Dr. Daniels also suggested that to use very high temperatures “it will probably be necessary to eliminate the metallic enclosures of the atomic fuel which are now used to prevent radioactive materials from leaving the atomic furnace.”
This would be taking a “calculated risk,” he said, necessitating contamination of the turbine so that repairs would have to be made by remote control, but he believes the
problem can be solved and a turbine built that would be capable of operating for a long time without any attention or repairs.
Underwater TV Camera May Solve “Phantom Layer” Secret
New York Times, 6 June, 1953.—The development of a new and more sensitive underwater television camera in Britain may solve the perplexing problem of the “phantom layer” or deep scattering bone that has long mystified those who explore the depth of the sea with echo sounders.
British biologists now believe it will be possible to obtain a television picture of the “phantom” and suitable apparatus has been designed at the Scottish Marine Biological Station at Millport on the Firth of Clyde.
It consists of a watertight television camera equipped with six interchangeable lenses mounted in a movable turret and operated by remote control from the deck of a research ship. The focus and the irises or “stops” of the lenses can also be adjusted automatically. The camera is bolted to a lighting unit and lowered on a non-spin wire.
Initial tests in water of varying density have shown that most marine organisms from large fish to minute plankton are plainly visible on the two monitoring screens.
By means of this apparatus it has been possible to identify small twitching shrimplike crustaceans called euphausiids. They exist in vast shoals in the sea, providing many fish with food. Subsequent tests may prove that the euphausiid is the illusive phantom, higherto detectable in mass only on the bathygram of an echo sounder.
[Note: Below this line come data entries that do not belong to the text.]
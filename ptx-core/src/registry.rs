//! System-procedure fragment registry.
//!
//! Built once at startup, then frozen behind an `Arc` and shared by every executor of the site.

use std::collections::HashMap;
use std::sync::Arc;

use ptx_common::error::{PtxError, PtxResult};
use ptx_common::ids::{DependencyId, FragmentId, PartitionId, TxnId};

use crate::containers::HotMap;
use crate::fragment::DependencySet;
use crate::table::{ParameterSet, ResultTable};

/// Point-in-time counters of one partition executor.
#[derive(Debug, Clone, Copy, Default, PartialEq, Eq)]
pub struct ExecutorSnapshot {
    /// Partition the executor owns.
    pub partition: PartitionId,
    /// Live transaction states.
    pub txns_total: usize,
    /// Work items waiting in the queue.
    pub txns_queued: usize,
    /// Transactions with blocked fragments.
    pub txns_blocked: usize,
    /// Transactions waiting on a round latch.
    pub txns_waiting: usize,
    /// Transaction the loop thread is executing right now.
    pub current_txn: Option<TxnId>,
    /// Last transaction whose work the loop thread executed.
    pub last_executed: Option<TxnId>,
    /// Last committed transaction.
    pub last_committed: Option<TxnId>,
}

/// Executor services available to system-procedure fragments.
pub trait SysProcContext {
    /// Partition the fragment runs on.
    fn partition_id(&self) -> PartitionId;

    /// Current executor counters.
    fn snapshot(&self) -> ExecutorSnapshot;
}

/// Handler for the plan fragments of one system procedure.
pub trait SystemProcedure: Send + Sync {
    /// Procedure name, unique per site.
    fn name(&self) -> &'static str;

    /// Fragment ids this procedure answers.
    fn fragment_ids(&self) -> &'static [FragmentId];

    /// Runs one fragment and returns its outputs.
    ///
    /// # Errors
    ///
    /// Returns an error when the fragment cannot produce its output.
    fn execute_plan_fragment(
        &self,
        txn_id: TxnId,
        dependencies: &HashMap<DependencyId, Vec<ResultTable>>,
        fragment_id: FragmentId,
        params: &ParameterSet,
        context: &dyn SysProcContext,
    ) -> PtxResult<DependencySet>;
}

/// Fragment-id to system-procedure table.
#[derive(Clone, Default)]
pub struct SysProcRegistry {
    entries: HotMap<FragmentId, Arc<dyn SystemProcedure>>,
}

impl std::fmt::Debug for SysProcRegistry {
    fn fmt(&self, f: &mut std::fmt::Formatter<'_>) -> std::fmt::Result {
        let mut fragments: Vec<_> = self.entries.keys().copied().collect();
        fragments.sort_unstable();
        f.debug_struct("SysProcRegistry")
            .field("fragments", &fragments)
            .finish()
    }
}

impl SysProcRegistry {
    /// Builds an empty registry.
    #[must_use]
    pub fn new() -> Self {
        Self::default()
    }

    /// Registers every fragment id of `procedure`.
    ///
    /// Registering the same handler twice is a no-op.
    ///
    /// # Errors
    ///
    /// Returns `PtxError::InvalidState` when a fragment id is already owned by another handler.
    pub fn register(&mut self, procedure: Arc<dyn SystemProcedure>) -> PtxResult<()> {
        for fragment_id in procedure.fragment_ids() {
            if let Some(existing) = self.entries.get(fragment_id)
                && !Arc::ptr_eq(existing, &procedure)
            {
                return Err(PtxError::InvalidState(
                    "system-procedure fragment id is already registered",
                ));
            }
        }
        for &fragment_id in procedure.fragment_ids() {
            let _ = self.entries.insert(fragment_id, Arc::clone(&procedure));
        }
        Ok(())
    }

    /// Freezes the registry for sharing across executors.
    #[must_use]
    pub fn freeze(self) -> Arc<Self> {
        Arc::new(self)
    }

    /// Returns the handler for `fragment_id`.
    #[must_use]
    pub fn get(&self, fragment_id: FragmentId) -> Option<&Arc<dyn SystemProcedure>> {
        self.entries.get(&fragment_id)
    }

    /// Returns whether `fragment_id` belongs to a system procedure.
    #[must_use]
    pub fn contains(&self, fragment_id: FragmentId) -> bool {
        self.entries.contains_key(&fragment_id)
    }

    /// Number of registered fragment ids.
    #[must_use]
    pub fn len(&self) -> usize {
        self.entries.len()
    }

    /// Returns whether no fragment is registered.
    #[must_use]
    pub fn is_empty(&self) -> bool {
        self.entries.is_empty()
    }

    /// Dispatches one fragment to its registered handler.
    ///
    /// # Errors
    ///
    /// Returns `PtxError::UnknownSysProcFragment` for unregistered fragment ids, or the
    /// handler's own error.
    pub fn execute(
        &self,
        txn_id: TxnId,
        dependencies: &HashMap<DependencyId, Vec<ResultTable>>,
        fragment_id: FragmentId,
        params: &ParameterSet,
        context: &dyn SysProcContext,
    ) -> PtxResult<DependencySet> {
        let Some(procedure) = self.entries.get(&fragment_id) else {
            return Err(PtxError::UnknownSysProcFragment(fragment_id));
        };
        procedure.execute_plan_fragment(txn_id, dependencies, fragment_id, params, context)
    }
}

#[cfg(test)]
mod tests {
    use std::collections::HashMap;
    use std::sync::Arc;

    use super::{ExecutorSnapshot, SysProcContext, SysProcRegistry, SystemProcedure};
    use crate::fragment::DependencySet;
    use crate::table::{ParameterSet, ResultTable, Value};
    use googletest::prelude::*;
    use ptx_common::error::{PtxError, PtxResult};
    use ptx_common::ids::{DependencyId, FragmentId, PartitionId, TxnId};
    use rstest::rstest;

    struct PartitionEcho;

    impl SystemProcedure for PartitionEcho {
        fn name(&self) -> &'static str {
            "PartitionEcho"
        }

        fn fragment_ids(&self) -> &'static [FragmentId] {
            &[900, 901]
        }

        fn execute_plan_fragment(
            &self,
            _txn_id: TxnId,
            _dependencies: &HashMap<DependencyId, Vec<ResultTable>>,
            fragment_id: FragmentId,
            _params: &ParameterSet,
            context: &dyn SysProcContext,
        ) -> PtxResult<DependencySet> {
            let mut output = DependencySet::new();
            output.push(
                i32::try_from(fragment_id).unwrap_or_default(),
                ResultTable::scalar("PARTITION", Value::Integer(i64::from(context.partition_id()))),
            );
            Ok(output)
        }
    }

    struct FixedContext(PartitionId);

    impl SysProcContext for FixedContext {
        fn partition_id(&self) -> PartitionId {
            self.0
        }

        fn snapshot(&self) -> ExecutorSnapshot {
            ExecutorSnapshot {
                partition: self.0,
                ..ExecutorSnapshot::default()
            }
        }
    }

    #[rstest]
    fn registers_every_fragment_of_a_procedure() {
        let mut registry = SysProcRegistry::new();
        let procedure: Arc<dyn SystemProcedure> = Arc::new(PartitionEcho);
        registry
            .register(Arc::clone(&procedure))
            .expect("first registration");
        registry
            .register(procedure)
            .expect("re-registering the same handler is a no-op");

        assert_that!(registry.len(), eq(2_usize));
        assert_that!(registry.contains(901), eq(true));
    }

    #[rstest]
    fn conflicting_handler_is_rejected() {
        let mut registry = SysProcRegistry::new();
        registry
            .register(Arc::new(PartitionEcho))
            .expect("first registration");
        let result = registry.register(Arc::new(PartitionEcho));
        assert_that!(
            &result,
            eq(&Err(PtxError::InvalidState(
                "system-procedure fragment id is already registered"
            )))
        );
    }

    #[rstest]
    #[case(900, Ok(1_usize))]
    #[case(5, Err(PtxError::UnknownSysProcFragment(5)))]
    fn execute_dispatches_by_fragment_id(
        #[case] fragment_id: FragmentId,
        #[case] expected: PtxResult<usize>,
    ) {
        let mut registry = SysProcRegistry::new();
        registry
            .register(Arc::new(PartitionEcho))
            .expect("registration");
        let registry = registry.freeze();

        let result = registry
            .execute(
                1,
                &HashMap::new(),
                fragment_id,
                &ParameterSet::default(),
                &FixedContext(3),
            )
            .map(|set| set.len());

        assert_that!(&result, eq(&expected));
    }
}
Layer First Observed in U. S.
The phantom layer has been the subject of much investigation in Britain since it was first noted at several laboratories in the United States, including the Scripps Oceanographical Institute at La Jolla, Calif, about 1939.
Biologists at La Jolla reported that “something” below a depth of 150 fathoms was interfering with the reflection of pulses from the echo sounders.
The “thing” gave the impression of being dense and flat and has frequently fooled fishermen who search for shoals of fish by sonic means and sometimes causes confusion among hydrographers.
Off Britain the phantom layer occurs in the shallow North Sea at a depth of approximately fifty feet and tends to rise at night and fall during the day. It has also been noted in the Polar seas.
At first it was believed to be due to physical causes, such as air bubbles, the unequal distribution of water of different temperatures, or different degrees of salinity in the sea.
However, today most scientists believe the phantom layer is composed of small marine organisms such as migratory shrimps, dense plankton, small squid or young fish whose air-filled swim bladders would tend to interfere with the transmissions of an echo sounder.
Unfortunately most of the organisms swim faster than the fine trawls can be dragged across suspected zones of sonic interference and correlations between trawl contents and phantom layers were difficult to obtain.